(Entries taken from a collection)
■ ■ ■ ■
//! The organizer service: single-file operations, bulk runs and history.
//!
//! Every mutation registers with the coordinator first, runs filesystem work
//! on the blocking pool, persists the file, then records a command. Undo and
//! redo load the current file state by id, preferring the in-memory skip
//! working set over the store.
//!
//! Reversing a skip only touches the working set. Restored files reach the
//! store through `flush_pending` or when the organizer stops.

use std::collections::{HashMap, VecDeque};
use std::sync::atomic::{AtomicBool, Ordering};
use std::sync::{Arc, Mutex, MutexGuard};

use super::apply::{copy_file, place_file, run_blocking, ExecutionContext};
use super::bulk::{BulkExecutor, BulkOutcome, ProgressCallback};
use super::commands::{Command, CommandStack, FileDelta};
use super::coordinator::{CancelToken, OperationCoordinator};
use crate::config::OrganizerConfig;
use crate::error::{ExecutionError, OrganizeError, StoreError};
use crate::models::{FileStatus, FileView, OrganizedFile};
use crate::ports::{ActivityEvent, ActivityLog, FileAccessGrantor, FileMover, PersistentStore};
use crate::rules::RuleAction;

/// Result of an undo or redo
#[derive(Debug, Clone, PartialEq)]
pub struct HistoryOutcome {
    pub description: String,
    /// Files as they are after the step
    pub files: Vec<OrganizedFile>,
}

#[derive(Debug, Clone, Copy, PartialEq, Eq)]
enum Direction {
    Undo,
    Redo,
}

/// A skipped file kept in memory so skip reversal needs no store round trip
#[derive(Debug, Clone)]
struct SkipEntry {
    file: OrganizedFile,
    /// Changed since it was last written to the store
    dirty: bool,
}

pub struct Organizer {
    config: OrganizerConfig,
    ctx: ExecutionContext,
    running: AtomicBool,
    skipped: Mutex<HashMap<String, SkipEntry>>,
}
■ ■ ■ ■
All entries must be printed exactly, with nothing omitted.

Exercise solution:
//! The organizer service: single-file operations, bulk runs and history.
//!
//! Every mutation registers with the coordinator first, runs filesystem work
//! on the blocking pool, persists the file, then records a command. Undo and
//! redo load the current file state by id, preferring the in-memory skip
//! working set over the store.
//!
//! Reversing a skip only touches the working set. Restored files reach the
//! store through `flush_pending` or when the organizer stops.

use std::collections::{HashMap, VecDeque};
use std::sync::atomic::{AtomicBool, Ordering};
use std::sync::{Arc, Mutex, MutexGuard};

use super::apply::{copy_file, place_file, run_blocking, ExecutionContext};
use super::bulk::{BulkExecutor, BulkOutcome, ProgressCallback};
use super::commands::{Command, CommandStack, FileDelta};
use super::coordinator::{CancelToken, OperationCoordinator};
use crate::config::OrganizerConfig;
use crate::error::{ExecutionError, OrganizeError, StoreError};
use crate::models::{FileStatus, FileView, OrganizedFile};
use crate::ports::{ActivityEvent, ActivityLog, FileAccessGrantor, FileMover, PersistentStore};
use crate::rules::RuleAction;

/// Result of an undo or redo
#[derive(Debug, Clone, PartialEq)]
pub struct HistoryOutcome {
    pub description: String,
    /// Files as they are after the step
    pub files: Vec<OrganizedFile>,
}

#[derive(Debug, Clone, Copy, PartialEq, Eq)]
enum Direction {
    Undo,
    Redo,
}

/// A skipped file kept in memory so skip reversal needs no store round trip
#[derive(Debug, Clone)]
struct SkipEntry {
    file: OrganizedFile,
    /// Changed since it was last written to the store
    dirty: bool,
}

pub struct Organizer {
    config: OrganizerConfig,
    ctx: ExecutionContext,
    running: AtomicBool,
    skipped: Mutex<HashMap<String, SkipEntry>>,
}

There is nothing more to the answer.